[Records excerpted from a collection]
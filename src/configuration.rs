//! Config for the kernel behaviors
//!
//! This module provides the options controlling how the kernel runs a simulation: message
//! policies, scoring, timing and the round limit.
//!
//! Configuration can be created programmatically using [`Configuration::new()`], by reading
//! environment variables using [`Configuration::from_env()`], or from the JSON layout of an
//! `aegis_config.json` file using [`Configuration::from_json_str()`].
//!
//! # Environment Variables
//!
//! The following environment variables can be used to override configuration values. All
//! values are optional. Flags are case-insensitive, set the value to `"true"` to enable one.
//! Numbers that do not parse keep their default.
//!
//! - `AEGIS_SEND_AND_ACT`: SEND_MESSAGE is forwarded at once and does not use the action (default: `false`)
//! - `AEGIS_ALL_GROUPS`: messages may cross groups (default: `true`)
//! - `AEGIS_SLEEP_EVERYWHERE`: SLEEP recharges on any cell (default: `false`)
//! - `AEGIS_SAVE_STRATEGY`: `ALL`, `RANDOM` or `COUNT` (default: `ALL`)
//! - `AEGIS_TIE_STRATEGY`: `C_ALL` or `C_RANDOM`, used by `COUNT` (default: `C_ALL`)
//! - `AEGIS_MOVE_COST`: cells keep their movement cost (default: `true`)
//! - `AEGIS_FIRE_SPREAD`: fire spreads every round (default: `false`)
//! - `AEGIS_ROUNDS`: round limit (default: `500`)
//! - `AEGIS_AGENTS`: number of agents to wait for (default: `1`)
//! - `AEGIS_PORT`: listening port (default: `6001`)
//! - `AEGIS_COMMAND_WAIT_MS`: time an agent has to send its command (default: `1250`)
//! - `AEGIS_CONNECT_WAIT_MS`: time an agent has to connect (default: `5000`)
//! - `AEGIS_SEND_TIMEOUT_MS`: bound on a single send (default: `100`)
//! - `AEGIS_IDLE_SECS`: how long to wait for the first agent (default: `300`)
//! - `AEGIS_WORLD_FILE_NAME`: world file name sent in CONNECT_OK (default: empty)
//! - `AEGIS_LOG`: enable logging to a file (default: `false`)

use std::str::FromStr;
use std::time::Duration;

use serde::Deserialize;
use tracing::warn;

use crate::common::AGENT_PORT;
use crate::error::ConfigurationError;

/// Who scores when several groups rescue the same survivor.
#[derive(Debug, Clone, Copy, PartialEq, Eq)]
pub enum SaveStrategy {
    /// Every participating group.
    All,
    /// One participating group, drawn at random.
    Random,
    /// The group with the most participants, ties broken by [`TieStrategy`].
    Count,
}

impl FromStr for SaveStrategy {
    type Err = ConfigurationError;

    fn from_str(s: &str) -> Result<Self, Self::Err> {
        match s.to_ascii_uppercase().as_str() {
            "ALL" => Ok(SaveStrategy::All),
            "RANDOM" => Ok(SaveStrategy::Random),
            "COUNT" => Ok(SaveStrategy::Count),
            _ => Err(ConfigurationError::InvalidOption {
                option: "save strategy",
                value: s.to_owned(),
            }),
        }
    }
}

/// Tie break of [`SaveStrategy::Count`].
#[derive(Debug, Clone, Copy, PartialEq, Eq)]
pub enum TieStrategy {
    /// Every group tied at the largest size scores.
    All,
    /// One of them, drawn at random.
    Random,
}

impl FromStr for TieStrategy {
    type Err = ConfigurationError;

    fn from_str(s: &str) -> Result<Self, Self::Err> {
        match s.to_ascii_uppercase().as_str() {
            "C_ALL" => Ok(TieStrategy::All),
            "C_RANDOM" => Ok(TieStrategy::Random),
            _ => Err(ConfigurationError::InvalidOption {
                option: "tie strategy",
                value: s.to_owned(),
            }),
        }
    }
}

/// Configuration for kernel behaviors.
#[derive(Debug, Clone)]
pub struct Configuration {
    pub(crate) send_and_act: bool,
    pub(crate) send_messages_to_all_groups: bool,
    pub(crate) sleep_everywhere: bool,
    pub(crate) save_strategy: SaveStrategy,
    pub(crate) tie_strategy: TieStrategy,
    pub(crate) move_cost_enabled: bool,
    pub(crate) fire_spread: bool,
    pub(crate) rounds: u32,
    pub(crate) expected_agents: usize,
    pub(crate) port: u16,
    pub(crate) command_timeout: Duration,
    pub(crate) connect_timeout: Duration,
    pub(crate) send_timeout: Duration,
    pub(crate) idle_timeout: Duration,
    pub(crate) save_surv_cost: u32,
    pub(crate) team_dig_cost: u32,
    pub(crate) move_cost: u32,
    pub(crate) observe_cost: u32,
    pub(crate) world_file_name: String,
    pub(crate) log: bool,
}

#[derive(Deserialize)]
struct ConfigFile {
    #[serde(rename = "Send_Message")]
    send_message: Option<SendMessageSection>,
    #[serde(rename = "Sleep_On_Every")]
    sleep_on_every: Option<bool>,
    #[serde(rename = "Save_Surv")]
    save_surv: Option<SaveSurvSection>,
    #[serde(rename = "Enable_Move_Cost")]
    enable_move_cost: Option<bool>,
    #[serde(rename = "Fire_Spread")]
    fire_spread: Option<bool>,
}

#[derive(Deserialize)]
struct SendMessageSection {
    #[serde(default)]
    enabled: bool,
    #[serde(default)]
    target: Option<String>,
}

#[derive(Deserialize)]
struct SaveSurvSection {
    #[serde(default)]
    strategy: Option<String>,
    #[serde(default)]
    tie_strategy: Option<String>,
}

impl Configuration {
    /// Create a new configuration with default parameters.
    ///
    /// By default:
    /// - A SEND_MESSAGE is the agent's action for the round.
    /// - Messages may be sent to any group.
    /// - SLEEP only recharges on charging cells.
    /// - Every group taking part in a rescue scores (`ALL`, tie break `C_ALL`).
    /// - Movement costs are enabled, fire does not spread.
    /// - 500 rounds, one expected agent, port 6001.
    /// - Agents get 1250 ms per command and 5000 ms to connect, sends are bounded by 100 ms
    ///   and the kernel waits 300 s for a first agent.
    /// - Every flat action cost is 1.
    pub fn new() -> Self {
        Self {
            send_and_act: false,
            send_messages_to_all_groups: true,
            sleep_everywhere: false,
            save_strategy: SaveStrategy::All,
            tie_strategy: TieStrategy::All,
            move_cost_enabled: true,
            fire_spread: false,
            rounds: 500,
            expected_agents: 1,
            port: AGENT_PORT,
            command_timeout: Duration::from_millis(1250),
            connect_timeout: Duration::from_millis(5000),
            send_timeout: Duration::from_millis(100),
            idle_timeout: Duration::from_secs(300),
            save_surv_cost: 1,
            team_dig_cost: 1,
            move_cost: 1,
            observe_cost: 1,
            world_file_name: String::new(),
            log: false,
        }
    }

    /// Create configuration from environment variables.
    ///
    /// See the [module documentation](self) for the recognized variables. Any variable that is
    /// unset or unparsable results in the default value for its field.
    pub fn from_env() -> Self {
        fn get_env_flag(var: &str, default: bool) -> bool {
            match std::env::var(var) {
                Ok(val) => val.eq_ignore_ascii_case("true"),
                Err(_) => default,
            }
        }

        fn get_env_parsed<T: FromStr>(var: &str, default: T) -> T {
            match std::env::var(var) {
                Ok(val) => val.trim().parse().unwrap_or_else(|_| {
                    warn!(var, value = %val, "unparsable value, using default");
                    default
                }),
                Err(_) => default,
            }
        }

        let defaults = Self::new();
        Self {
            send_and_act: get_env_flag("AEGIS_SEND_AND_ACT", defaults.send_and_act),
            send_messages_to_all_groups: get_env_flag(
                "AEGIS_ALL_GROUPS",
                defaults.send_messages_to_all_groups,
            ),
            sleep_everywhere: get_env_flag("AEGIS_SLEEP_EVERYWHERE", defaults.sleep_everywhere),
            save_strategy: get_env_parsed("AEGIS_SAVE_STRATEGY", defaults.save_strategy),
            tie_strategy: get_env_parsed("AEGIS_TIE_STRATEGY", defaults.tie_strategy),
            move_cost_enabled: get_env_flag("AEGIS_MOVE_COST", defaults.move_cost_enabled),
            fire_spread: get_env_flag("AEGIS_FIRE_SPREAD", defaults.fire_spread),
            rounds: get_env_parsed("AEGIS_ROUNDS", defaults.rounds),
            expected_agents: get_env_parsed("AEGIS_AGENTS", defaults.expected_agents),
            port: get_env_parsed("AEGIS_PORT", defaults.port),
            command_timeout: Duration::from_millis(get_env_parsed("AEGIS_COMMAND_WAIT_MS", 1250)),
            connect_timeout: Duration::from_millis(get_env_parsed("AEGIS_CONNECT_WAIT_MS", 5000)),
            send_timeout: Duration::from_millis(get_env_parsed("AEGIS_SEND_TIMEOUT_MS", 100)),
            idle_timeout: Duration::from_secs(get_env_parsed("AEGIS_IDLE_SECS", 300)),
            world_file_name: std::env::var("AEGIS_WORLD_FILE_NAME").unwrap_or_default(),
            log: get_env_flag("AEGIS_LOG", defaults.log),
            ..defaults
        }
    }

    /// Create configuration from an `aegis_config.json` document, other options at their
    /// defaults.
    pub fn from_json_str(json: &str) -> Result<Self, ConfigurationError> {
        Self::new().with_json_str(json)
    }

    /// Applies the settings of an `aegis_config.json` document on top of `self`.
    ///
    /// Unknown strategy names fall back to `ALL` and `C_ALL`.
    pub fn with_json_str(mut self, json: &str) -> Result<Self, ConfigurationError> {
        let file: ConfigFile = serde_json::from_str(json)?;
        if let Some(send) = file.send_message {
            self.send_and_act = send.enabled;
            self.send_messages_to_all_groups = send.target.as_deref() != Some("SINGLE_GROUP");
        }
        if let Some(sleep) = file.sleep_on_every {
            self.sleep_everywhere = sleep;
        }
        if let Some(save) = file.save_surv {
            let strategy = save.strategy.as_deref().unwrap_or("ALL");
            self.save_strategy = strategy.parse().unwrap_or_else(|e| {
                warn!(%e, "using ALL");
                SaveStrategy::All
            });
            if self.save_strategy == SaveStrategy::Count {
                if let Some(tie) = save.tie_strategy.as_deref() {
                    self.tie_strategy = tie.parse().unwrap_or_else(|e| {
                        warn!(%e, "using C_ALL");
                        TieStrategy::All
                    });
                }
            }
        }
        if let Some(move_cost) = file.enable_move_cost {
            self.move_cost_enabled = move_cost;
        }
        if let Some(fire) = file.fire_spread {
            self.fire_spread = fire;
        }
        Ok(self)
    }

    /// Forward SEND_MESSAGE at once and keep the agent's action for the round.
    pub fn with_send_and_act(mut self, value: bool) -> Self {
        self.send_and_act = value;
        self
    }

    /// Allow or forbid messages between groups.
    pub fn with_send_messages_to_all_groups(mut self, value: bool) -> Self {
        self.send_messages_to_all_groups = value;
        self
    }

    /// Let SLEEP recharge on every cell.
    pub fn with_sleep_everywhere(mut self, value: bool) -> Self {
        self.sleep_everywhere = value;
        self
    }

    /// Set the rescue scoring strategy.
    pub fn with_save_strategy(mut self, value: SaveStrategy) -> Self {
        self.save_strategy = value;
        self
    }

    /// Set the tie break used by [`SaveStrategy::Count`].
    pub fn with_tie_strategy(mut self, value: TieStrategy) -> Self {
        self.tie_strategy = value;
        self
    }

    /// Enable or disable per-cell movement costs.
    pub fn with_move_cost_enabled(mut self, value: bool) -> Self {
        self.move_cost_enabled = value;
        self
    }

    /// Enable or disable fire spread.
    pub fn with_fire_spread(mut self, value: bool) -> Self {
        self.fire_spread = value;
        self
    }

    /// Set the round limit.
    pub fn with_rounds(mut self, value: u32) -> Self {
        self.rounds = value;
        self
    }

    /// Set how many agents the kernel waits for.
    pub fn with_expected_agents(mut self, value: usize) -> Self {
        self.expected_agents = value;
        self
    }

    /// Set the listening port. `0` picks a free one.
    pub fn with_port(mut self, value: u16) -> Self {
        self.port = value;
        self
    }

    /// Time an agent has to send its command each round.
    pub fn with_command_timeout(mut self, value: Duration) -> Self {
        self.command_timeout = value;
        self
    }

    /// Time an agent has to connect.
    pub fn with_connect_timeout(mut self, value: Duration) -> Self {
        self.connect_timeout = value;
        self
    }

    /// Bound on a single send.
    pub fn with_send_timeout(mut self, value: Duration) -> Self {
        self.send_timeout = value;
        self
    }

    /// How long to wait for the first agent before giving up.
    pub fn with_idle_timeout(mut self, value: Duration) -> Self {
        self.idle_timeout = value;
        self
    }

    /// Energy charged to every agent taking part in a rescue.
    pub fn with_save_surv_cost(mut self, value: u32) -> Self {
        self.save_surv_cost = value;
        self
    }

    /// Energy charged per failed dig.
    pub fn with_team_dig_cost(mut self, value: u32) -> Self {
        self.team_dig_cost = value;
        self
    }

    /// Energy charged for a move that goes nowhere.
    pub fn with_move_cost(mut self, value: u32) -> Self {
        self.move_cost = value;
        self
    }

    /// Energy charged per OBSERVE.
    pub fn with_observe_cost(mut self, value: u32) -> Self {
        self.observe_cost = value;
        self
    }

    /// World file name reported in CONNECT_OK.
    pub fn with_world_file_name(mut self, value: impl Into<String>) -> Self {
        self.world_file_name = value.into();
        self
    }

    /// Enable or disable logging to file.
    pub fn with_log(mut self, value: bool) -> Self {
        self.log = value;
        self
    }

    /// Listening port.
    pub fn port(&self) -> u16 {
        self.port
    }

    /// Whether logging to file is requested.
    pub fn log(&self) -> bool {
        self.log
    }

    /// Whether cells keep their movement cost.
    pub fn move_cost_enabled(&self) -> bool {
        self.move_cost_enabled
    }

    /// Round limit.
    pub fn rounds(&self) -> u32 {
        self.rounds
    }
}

» **Work instruction**
Reproduce exactly the lines that run from the start of the records to the line with "SEND_MESSAGE is forwarded", both included.

» **Exercise response**
filename src/configuration.rs
//! Config for the kernel behaviors
//!
//! This module provides the options controlling how the kernel runs a simulation: message
//! policies, scoring, timing and the round limit.
//!
//! Configuration can be created programmatically using [`Configuration::new()`], by reading
//! environment variables using [`Configuration::from_env()`], or from the JSON layout of an
//! `aegis_config.json` file using [`Configuration::from_json_str()`].
//!
//! # Environment Variables
//!
//! The following environment variables can be used to override configuration values. All
//! values are optional. Flags are case-insensitive, set the value to `"true"` to enable one.
//! Numbers that do not parse keep their default.
//!
//! - `AEGIS_SEND_AND_ACT`: SEND_MESSAGE is forwarded at once and does not use the action (default: `false`)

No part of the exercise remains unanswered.